- Developer: Starbright
- Publisher: Starbright
- Platform: Windows
- Release: May 28, 2002
- Genre: Educational

= Quest for the Code =

2003 video game

Starbright Asthma CD-ROM Game: Quest for the Code is an interactive asthma management adventure game developed by Starbright. The game is available in both English and Spanish and free to both children with asthma and their carers. The game was designed for educational purposes.

Originally developed as a CD-ROM game for use in schools, it was later made available online for free for use by parents, teachers, and students.

It was part of a series including Starbright Diabetes CD-Rom, Starbright Explorer Series, and Starbright Hospital Pals.
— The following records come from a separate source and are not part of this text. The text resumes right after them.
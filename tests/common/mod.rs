//! Small hand-built networks shared by the integration tests

#![allow(dead_code)]

use traffic_sim::simulation::{JunctionId, SimRoad, SimRoadNetwork};

pub fn j(id: usize) -> JunctionId {
    JunctionId(id)
}

pub fn road(length: f32, speed_limit: f32, capacity: u32) -> SimRoad {
    SimRoad::new(1, length, speed_limit, capacity).unwrap()
}

pub fn approx_eq(a: f32, b: f32) -> bool {
    (a - b).abs() < 1e-5
}

/// 0 -> 1 -> 2, each road 1 km at 60 km/h with capacity 10
pub fn line_network() -> SimRoadNetwork {
    let mut network = SimRoadNetwork::new(3);
    network.add_directed_edge(j(0), j(1), road(1.0, 60.0, 10)).unwrap();
    network.add_directed_edge(j(1), j(2), road(1.0, 60.0, 10)).unwrap();
    network
}

/// Two ways from 0 to 3: through 1 or through 2. All roads capacity 10.
pub fn diamond_network() -> SimRoadNetwork {
    let mut network = SimRoadNetwork::new(4);
    network.add_directed_edge(j(0), j(1), road(1.0, 60.0, 10)).unwrap();
    network.add_directed_edge(j(1), j(3), road(1.0, 60.0, 10)).unwrap();
    network.add_directed_edge(j(0), j(2), road(1.0, 60.0, 10)).unwrap();
    network.add_directed_edge(j(2), j(3), road(1.0, 60.0, 10)).unwrap();
    network
}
== Production and release ==
In May 2002, The Starlight Children's Foundation, chaired by Steven Spielberg and General H. Norman Schwarzkopf announced the educational CD-Rom. It was developed using input of an advisory team of national pediatric asthma experts. The making, funding and distribution of "Quest" was assisted by Home Shopping Network, Technicolor, Ivy Hill Corp., ImagEngine Corp. and GlaxoSmithKline, and it was described as "widely distributed". It was made available for free at the National Library of Medicine's Virtual Asthma Exhibit. In November 2002, the developers received a grant from the Centers for Disease Control and Prevention's (CDC) adolescent and school health program, allowing them to distribute the game to school nurses at more than 30,000 elementary, middle and high schools free of charge. Due to a grant from The California Endowment, the game was included in a distributed Asthma Tool Kit. In 2007, Starlight converted the game to a web-based platform.

==Gameplay and plot==
While play throughout the levels are in general linear, players are given two to three decision-making checkpoints that affect elements of the narrative. An Implementation guide was packaged with some versions that gave teachers tips on how to integrate the game into school learning.

== Cast ==
The game features many celebrities in roles:

- Cuba Gooding, Jr. as your guide, Cyrus
- Diane Sawyer as "The Newscaster"
- Kelsey Grammer as Mucus Airgon, leader of the Evil Seven
- General H. Norman Schwarzkopf as Robo-Roach
- Whoopi Goldberg as Moldy
- Funkmaster Flex as Mold Mob game announcer
- Jeff Goldblum as Alex Dander
- Shaquille O'Neal as The Fuminator
- Glenn Close as Chalktisha
- Gwyneth Paltrow as Perfuma
- Minnie Driver as Smokita

== Critical reception ==
A paper from Syracuse University found that the game was promising in empowering those living with asthma and their families to take control of the disease. A paper from Arizona State University found the game to "be an effective tool for asthma education in a classroom setting". Practitioner Eleanor Thornton wrote that the game offered a "truly interactive, inexpensive game" experience that was lacking in her resources.